EL: Right now anybody with Android in the world can download the app and turn on the AI. First limitation is that it’s just English, which is a language barrier for now, but actually you are assisting in the development of different languages because our algorithms can be language agnostic, meaning if we have enough data from you in certain languages and you help us label certain things, we will be able to, overtime, use the said data to help build features. Right now, the personality tool is wrong [for you] because it’s probably looking at the majority of your messages that aren’t in English, but if you actually label – there is a setting in there that allows you to change your personality traits on what you think you are. When we have users like you that do that, we will eventually be able to do that for a non-English language. So after we launch and scale, which we are doing pretty quickly now, we will have different languages very quickly.
Q: The app is still an AI and a machine.
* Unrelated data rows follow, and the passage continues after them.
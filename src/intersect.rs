use crate::consts::FEQ_EPSILON;
use crate::tuple::Tuple4D;
use crate::ray::Ray4D;
use crate::shape::Shape;
use crate::error::TraceResult;

/// An intersection.
///
/// This structure assumes that some ray produced an intersection. Parameter `t`
/// is analogous to `t` for a ray (the offset from the ray origin).
///
/// The `object` field borrows the shape that was hit, so intersections live
/// no longer than the world that produced them.
#[derive(Copy, Clone, Debug)]
pub struct Intersection<'a> {
    pub t: f64,
    pub object: &'a Shape,
}

/// Implements partial equality on an Intersection.
///
/// Two Intersection structures are equal if the offsets `t` of the
/// intersections are equivalent, and if they refer to the *same* shape (by
/// address, not by value).
impl<'a> PartialEq for Intersection<'a> {
    fn eq(&self, other: &Intersection<'a>) -> bool {
        self.t == other.t && std::ptr::eq(self.object, other.object)
    }
}

impl<'a> Intersection<'a> {
    pub fn new(t: f64, object: &'a Shape) -> Intersection<'a> {
        Intersection { t, object }
    }
}

/// A collection of intersections.
///
/// Mostly a wrapper for a vector of `Intersection` objects. See the
/// `Intersection` documentation for more information.
#[derive(Clone, Debug, Default)]
pub struct Intersections<'a> {
    pub intersections: Vec<Intersection<'a>>,
}

impl<'a> Intersections<'a> {
    /// Creates a new list of intersections.
    pub fn new() -> Intersections<'a> {
        Intersections { intersections: Vec::new() }
    }

    /// Finds the first surface the ray actually reaches.
    ///
    /// A hit is the intersection with the lowest strictly positive `t`;
    /// intersections at or behind the ray origin never count. Returns `None`
    /// when nothing qualifies.
    ///
    /// As a note, this function sorts the `intersections` field on every call.
    ///
    /// ```
    /// # use sphere_tracer::shape::Shape;
    /// # use sphere_tracer::intersect::{ Intersection, Intersections };
    /// let s = Shape::sphere();
    /// let mut is = Intersections {
    ///     intersections: vec![
    ///         Intersection::new(5.0, &s), Intersection::new(7.0, &s),
    ///         Intersection::new(-3.0, &s), Intersection::new(2.0, &s),
    ///     ]
    /// };
    /// assert_eq!(is.hit().map(|i| i.t), Some(2.0));
    /// ```
    pub fn hit(&mut self) -> Option<Intersection<'a>> {
        self.sort();

        self.intersections.iter().find(|i| i.t > 0.0).copied()
    }

    /// Sorts the intersections by `t`, ignoring `f64` semantics.
    pub fn sort(&mut self) {
        self.intersections.sort_by(|a, b|
            a.t.partial_cmp(&b.t).unwrap_or(std::cmp::Ordering::Equal)
        );
    }

    pub fn len(&self) -> usize {
        self.intersections.len()
    }

    pub fn is_empty(&self) -> bool {
        self.intersections.is_empty()
    }
}

/// A record for computations associated with an `Intersection`.
///
/// Mostly a superset of an `Intersection`.
#[derive(Clone, Debug)]
pub struct IntersectionComputation<'a> {
    /// The "time" of the ray intersection.
    pub t: f64,

    /// The object being intersected.
    pub object: &'a Shape,

    /// The point where the intersection occurs.
    pub point: Tuple4D,

    /// A point slightly above the intersected surface. Used to prevent an
    /// object from shadowing itself (this causes "acne").
    pub over_point: Tuple4D,

    /// The eye vector for the intersection.
    pub eyev: Tuple4D,

    /// The normal vector of the object being intersected, facing the eye.
    pub normalv: Tuple4D,

    /// Whether the intersection occurs within the object or not.
    pub inside: bool,
}

impl<'a> IntersectionComputation<'a> {
    /// Creates a new intersection computation, given a ray and intersection.
    ///
    /// If the normal points away from the eye, the hit is on the inside of
    /// the object; the normal is flipped and `inside` is set. `over_point` is
    /// taken along the flipped normal.
    pub fn new(r: &Ray4D, hit: &Intersection<'a>)
        -> TraceResult<IntersectionComputation<'a>> {
        let t = hit.t;
        let object = hit.object;
        let point = r.position(t);
        let eyev = -r.direction;
        let mut normalv = object.normal_at(point)?;

        let inside = if normalv.dot(&eyev)? < 0.0 {
            normalv = -normalv;
            true
        } else {
            false
        };

        let over_point = point.try_add(normalv * FEQ_EPSILON)?;

        Ok(IntersectionComputation {
            t, object,
            point, over_point,
            eyev, normalv,
            inside,
        })
    }
}

#[cfg(test)]
use crate::matrix::Matrix;

#[cfg(test)]
fn intersections<'a>(s: &'a Shape, ts: &[f64]) -> Intersections<'a> {
    Intersections {
        intersections: ts.iter().map(|&t| Intersection::new(t, s)).collect()
    }
}

#[test]
fn intersection_equality_is_by_identity() {
    let s1 = Shape::sphere();
    let s2 = Shape::sphere();

    assert_eq!(Intersection::new(1.0, &s1), Intersection::new(1.0, &s1));
    assert_ne!(Intersection::new(1.0, &s1), Intersection::new(1.0, &s2));
    assert_ne!(Intersection::new(1.0, &s1), Intersection::new(2.0, &s1));
}

#[test]
fn hit_with_all_positive() {
    let s = Shape::sphere();
    let mut is = intersections(&s, &[1.0, 2.0]);

    assert_eq!(is.hit(), Some(Intersection::new(1.0, &s)));
}

#[test]
fn hit_with_some_negative() {
    let s = Shape::sphere();
    let mut is = intersections(&s, &[-1.0, 1.0]);

    assert_eq!(is.hit(), Some(Intersection::new(1.0, &s)));
}

#[test]
fn hit_with_all_negative() {
    let s = Shape::sphere();
    let mut is = intersections(&s, &[-2.0, -1.0]);

    assert_eq!(is.hit(), None);
}

#[test]
fn hit_multiple() {
    let s = Shape::sphere();
    let mut is = intersections(&s, &[5.0, 6.0, -3.0, 2.0]);

    assert_eq!(is.hit(), Some(Intersection::new(2.0, &s)));
    assert_eq!(is.intersections.iter().map(|i| i.t).collect::<Vec<_>>(),
        vec![-3.0, 2.0, 5.0, 6.0]);
}

#[test]
fn hit_excludes_zero() {
    let s = Shape::sphere();
    let mut is = intersections(&s, &[0.0, 3.0]);

    assert_eq!(is.hit().map(|i| i.t), Some(3.0));
    assert_eq!(intersections(&s, &[0.0]).hit(), None);
    assert_eq!(Intersections::new().hit(), None);
}

#[test]
fn precompute_outside_hit() {
    let r = Ray4D::new(
        Tuple4D::point(0.0, 0.0, -5.0),
        Tuple4D::vector(0.0, 0.0, 1.0)
    ).unwrap();
    let s = Shape::sphere();
    let i = Intersection::new(4.0, &s);
    let comps = IntersectionComputation::new(&r, &i).unwrap();

    assert_eq!(comps.t, 4.0);
    assert!(std::ptr::eq(comps.object, &s));
    assert_eq!(comps.point, Tuple4D::point(0.0, 0.0, -1.0));
    assert_eq!(comps.eyev, Tuple4D::vector(0.0, 0.0, -1.0));
    assert_eq!(comps.normalv, Tuple4D::vector(0.0, 0.0, -1.0));
    assert!(!comps.inside);
}

#[test]
fn precompute_inside_hit() {
    let r = Ray4D::new(
        Tuple4D::point(0.0, 0.0, 0.0),
        Tuple4D::vector(0.0, 0.0, 1.0)
    ).unwrap();
    let s = Shape::sphere();
    let i = Intersection::new(1.0, &s);
    let comps = IntersectionComputation::new(&r, &i).unwrap();

    assert_eq!(comps.point, Tuple4D::point(0.0, 0.0, 1.0));
    assert_eq!(comps.eyev, Tuple4D::vector(0.0, 0.0, -1.0));
    assert!(comps.inside);
    // Flipped to face the eye.
    assert_eq!(comps.normalv, Tuple4D::vector(0.0, 0.0, -1.0));
    assert!(comps.over_point.z < comps.point.z);
}

#[test]
fn hit_offsets_point() {
    let r = Ray4D::new(
        Tuple4D::point(0.0, 0.0, -5.0),
        Tuple4D::vector(0.0, 0.0, 1.0)
    ).unwrap();
    let s = Shape::sphere().with_transform(Matrix::translation(0.0, 0.0, 1.0)).unwrap();
    let i = Intersection::new(5.0, &s);
    let comps = IntersectionComputation::new(&r, &i).unwrap();

    assert!(comps.over_point.z < -FEQ_EPSILON / 2.0);
    assert!(comps.point.z > comps.over_point.z);
    assert!(comps.over_point.is_point());
}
Do you think people would be trusting enough of the app to improve their relationship with others?
EL: Yes, because what the app needs you to do is just be honest with the AI and that is a big assumption because with Crushh, we found that when AI asked a question, people are like ‘I don’t want to give away personal information’. So a lot of times they just lie. Like when there’s the option to ‘pick male or female’, often the user picks male even though they are female. We found out that people lie a lot, but once we gave them information based on what they gave us, they then immediately go back and say ‘I kind of lied about that and I am really a female, not a male’. This is meant as a tool to understand them, so only if we understand you, can we better cater our analysis and the algorithms. We really try to de-incentivize lying because there is really no benefit to the user from giving us false information. So we are being a little trusting and hopeful that people will kind of do the right thing if we get across the message that we are not doing this as an invasion of privacy and we are not looking to sell the data.
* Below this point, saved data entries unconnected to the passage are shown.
use crate::color::Color;
use crate::tuple::Tuple4D;
use crate::error::{ TraceError, TraceResult };

/// A point light.
///
/// A very simple light source. Provides a color and a position where light is
/// produced from.
#[derive(Copy, Clone, Debug, PartialEq)]
pub struct PointLight {
    pub position: Tuple4D,
    pub intensity: Color,
}

impl PointLight {
    /// Creates a point light. Fails if `position` isn't a point.
    pub fn new(position: Tuple4D, intensity: Color) -> TraceResult<PointLight> {
        if !position.is_point() {
            return Err(TraceError::GeometricTypeViolation(
                "light position must be a point"
            ));
        }

        Ok(PointLight { position, intensity })
    }
}

/// A material record.
///
/// Materials use attributes from the Phong reflection model; ambient, diffuse,
/// specular and shininess. The fields are public for scene setup; `new` is
/// the checked way to build one.
#[derive(Copy, Clone, Debug, PartialEq)]
pub struct Material {
    pub color: Color,

    pub ambient: f64,
    pub diffuse: f64,
    pub specular: f64,
    pub shininess: f64,
}

impl Default for Material {
    fn default() -> Material {
        Material {
            color: Color::rgb(1.0, 1.0, 1.0),

            ambient: 0.1,
            diffuse: 0.9,
            specular: 0.9,
            shininess: 200.0,
        }
    }
}

impl Material {
    /// Creates a material, failing with `TraceError::InvalidMaterial` if any
    /// scalar is negative.
    ///
    /// ```
    /// # use sphere_tracer::color::Color;
    /// # use sphere_tracer::light::Material;
    /// assert!(Material::new(Color::white(), 0.1, 0.9, 0.9, 200.0).is_ok());
    /// assert!(Material::new(Color::white(), 0.1, -0.9, 0.9, 200.0).is_err());
    /// ```
    pub fn new(color: Color, ambient: f64, diffuse: f64, specular: f64,
        shininess: f64) -> TraceResult<Material> {
        let m = Material { color, ambient, diffuse, specular, shininess };
        m.validate()?;

        Ok(m)
    }

    /// Checks that every scalar attribute is non-negative.
    pub fn validate(&self) -> TraceResult<()> {
        let attributes = [
            ("ambient", self.ambient),
            ("diffuse", self.diffuse),
            ("specular", self.specular),
            ("shininess", self.shininess),
        ];

        for (name, value) in attributes.iter() {
            if *value < 0.0 {
                return Err(TraceError::InvalidMaterial(*name, *value));
            }
        }

        Ok(())
    }
}

/// Calculate the lighting of a pixel in an environment.
///
/// Effectively, this function takes a material, a single light, a point, the
/// eye vector and the normal vector, and calculates how the light looks from
/// the eye using the Phong reflection model.
///
/// If this point is in a shadow (parameter `in_shadow`), only ambient light is
/// used. Nothing is clamped; components may exceed `1.0`.
///
/// Fails if `position` isn't a point, or `eyev`/`normalv` aren't vectors.
pub fn lighting(m: &Material, light: &PointLight, position: Tuple4D,
    eyev: Tuple4D, normalv: Tuple4D, in_shadow: bool) -> TraceResult<Color> {
    if !position.is_point() {
        return Err(TraceError::GeometricTypeViolation(
            "lighting position must be a point"
        ));
    }

    if !eyev.is_vector() || !normalv.is_vector() {
        return Err(TraceError::GeometricTypeViolation(
            "lighting eye and normal must be vectors"
        ));
    }

    // Combine surface color with light's color
    let effective_color = m.color * light.intensity;

    // Compute ambient light
    let ambient = effective_color * m.ambient;

    // If the point is in a shadow, only calculate ambient light
    if in_shadow {
        return Ok(ambient);
    }

    // Find direction to light source
    let lightv = light.position.try_sub(position)?.normalize()?;

    let diffuse;
    let specular;

    // For the side of the surface with no light, use only ambient light
    let light_dot_normal = lightv.dot(&normalv)?;
    if light_dot_normal < 0.0 {
        diffuse = Color::black();
        specular = Color::black();
    } else {
        diffuse = effective_color * m.diffuse * light_dot_normal;

        let reflectv = (-lightv).reflect(&normalv)?;
        let reflect_dot_eye = reflectv.dot(&eyev)?;

        // Reflection pointing away from the eye
        if reflect_dot_eye <= 0.0 {
            specular = Color::black();
        } else {
            let factor = reflect_dot_eye.powf(m.shininess);
            specular = light.intensity * m.specular * factor;
        }
    }

    Ok(ambient + diffuse + specular)
}

#[cfg(test)]
fn white_light(x: f64, y: f64, z: f64) -> PointLight {
    PointLight::new(Tuple4D::point(x, y, z), Color::white()).unwrap()
}

#[test]
fn point_light_requires_point() {
    let light = white_light(0.0, 0.0, 0.0);
    assert_eq!(light.position, Tuple4D::point(0.0, 0.0, 0.0));
    assert_eq!(light.intensity, Color::white());

    let bad = PointLight::new(Tuple4D::vector(0.0, 0.0, 0.0), Color::white());
    assert!(matches!(bad, Err(TraceError::GeometricTypeViolation(_))));
}

#[test]
fn default_material() {
    let m = Material::default();

    assert_eq!(m.color, Color::white());
    assert_eq!(m.ambient, 0.1);
    assert_eq!(m.diffuse, 0.9);
    assert_eq!(m.specular, 0.9);
    assert_eq!(m.shininess, 200.0);
    assert_eq!(Material::new(Color::white(), 0.1, 0.9, 0.9, 200.0), Ok(m));
}

#[test]
fn negative_material_scalars_are_rejected() {
    let c = Color::white();

    assert_eq!(Material::new(c, -0.1, 0.9, 0.9, 200.0),
        Err(TraceError::InvalidMaterial("ambient", -0.1)));
    assert!(matches!(Material::new(c, 0.1, -0.9, 0.9, 200.0),
        Err(TraceError::InvalidMaterial("diffuse", _))));
    assert!(matches!(Material::new(c, 0.1, 0.9, -0.9, 200.0),
        Err(TraceError::InvalidMaterial("specular", _))));
    assert!(matches!(Material::new(c, 0.1, 0.9, 0.9, -1.0),
        Err(TraceError::InvalidMaterial("shininess", _))));
    assert!(Material::new(c, 0.0, 0.0, 0.0, 0.0).is_ok());
}

#[test]
fn eye_between_light_and_surface() {
    let m = Material::default();
    let position = Tuple4D::point(0.0, 0.0, 0.0);
    let eyev = Tuple4D::vector(0.0, 0.0, -1.0);
    let normalv = Tuple4D::vector(0.0, 0.0, -1.0);
    let light = white_light(0.0, 0.0, -10.0);

    let res = lighting(&m, &light, position, eyev, normalv, false);
    assert_eq!(res, Ok(Color::rgb(1.9, 1.9, 1.9)));
}

#[test]
fn eye_between_light_and_surface_offset_45() {
    let m = Material::default();
    let position = Tuple4D::point(0.0, 0.0, 0.0);
    let k = 2.0f64.sqrt() / 2.0;
    let eyev = Tuple4D::vector(0.0, k, -k);
    let normalv = Tuple4D::vector(0.0, 0.0, -1.0);
    let light = white_light(0.0, 0.0, -10.0);

    let res = lighting(&m, &light, position, eyev, normalv, false);
    assert_eq!(res, Ok(Color::rgb(1.0, 1.0, 1.0)));
}

#[test]
fn eye_opposite_surface_light_offset_45() {
    let m = Material::default();
    let position = Tuple4D::point(0.0, 0.0, 0.0);
    let eyev = Tuple4D::vector(0.0, 0.0, -1.0);
    let normalv = Tuple4D::vector(0.0, 0.0, -1.0);
    let light = white_light(0.0, 10.0, -10.0);

    let res = lighting(&m, &light, position, eyev, normalv, false);
    assert_eq!(res, Ok(Color::rgb(0.7364, 0.7364, 0.7364)));
}

#[test]
fn eye_in_reflection_path() {
    let m = Material::default();
    let position = Tuple4D::point(0.0, 0.0, 0.0);
    let k = 2.0f64.sqrt() / 2.0;
    let eyev = Tuple4D::vector(0.0, -k, -k);
    let normalv = Tuple4D::vector(0.0, 0.0, -1.0);
    let light = white_light(0.0, 10.0, -10.0);

    let res = lighting(&m, &light, position, eyev, normalv, false);
    assert_eq!(res, Ok(Color::rgb(1.6364, 1.6364, 1.6364)));
}

#[test]
fn light_behind_surface() {
    let m = Material::default();
    let position = Tuple4D::point(0.0, 0.0, 0.0);
    let eyev = Tuple4D::vector(0.0, 0.0, -1.0);
    let normalv = Tuple4D::vector(0.0, 0.0, -1.0);
    let light = white_light(0.0, 0.0, 10.0);

    let res = lighting(&m, &light, position, eyev, normalv, false);
    assert_eq!(res, Ok(Color::rgb(0.1, 0.1, 0.1)));
}

#[test]
fn surface_in_shadow_is_ambient_only() {
    let m = Material::default();
    let position = Tuple4D::point(0.0, 0.0, 0.0);
    let eyev = Tuple4D::vector(0.0, 0.0, -1.0);
    let normalv = Tuple4D::vector(0.0, 0.0, -1.0);
    let light = white_light(0.0, 0.0, -10.0);

    let res = lighting(&m, &light, position, eyev, normalv, true);
    assert_eq!(res, Ok(Color::rgb(0.1, 0.1, 0.1)));
}

#[test]
fn lighting_rejects_wrong_kinds() {
    let m = Material::default();
    let light = white_light(0.0, 0.0, -10.0);
    let p = Tuple4D::point(0.0, 0.0, 0.0);
    let v = Tuple4D::vector(0.0, 0.0, -1.0);

    assert!(matches!(lighting(&m, &light, v, v, v, false),
        Err(TraceError::GeometricTypeViolation(_))));
    assert!(matches!(lighting(&m, &light, p, p, v, false),
        Err(TraceError::GeometricTypeViolation(_))));
    assert!(matches!(lighting(&m, &light, p, v, p, false),
        Err(TraceError::GeometricTypeViolation(_))));
}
Q: What led you to base the app on the Big Five personality factor model used for psychological testing?
EL: We picked this system as there’s a lot of scientific research behind it. The Big Five has been used for decades with a lot of published research, surveys, and labeled data from psychology. We aggregated from a lot of different data sources, consulted with psychologists and sociologists and we picked it because there was just so much research and data behind it. It has always been like stress-tested for 30 years, so we thought why would we even try to challenge it or try something different?
Q: What do you want to achieve with this app? How do you see the future or Mei say in the next two to three years?
EL: First and foremost, I would like to educate people. I know people lie about stuff and I think there is so much still to be learned just about people. I think two to three years later I would love to have a lot of our findings being used in scientific studies. I would love to get this data available to the public so that people can understand people who aren’t like them. Just getting this data out for creating tools that try to give this information would be the goal.
I guess it’s probably worth mentioning that we are going to be introducing a polling eco-system and this speaks to the point that I mentioned about you owning your own data. There’s knowledge that you have that strangers might not have access to, but from your text messages let’s say I can tell you’re a reporter because you talked about ‘when are we going to press’ or mention frequently a story or an article.
If we have this information, and our users opt to be part of that polling platform, they could be connected with people that want to ask them to share their very personalized knowledge and expertise. And with the credit or token system, there’s a way you could dream that one day somebody could make a living from sitting at home and answering questions. It is something a little far out there, but I think is a possibility two or three years later.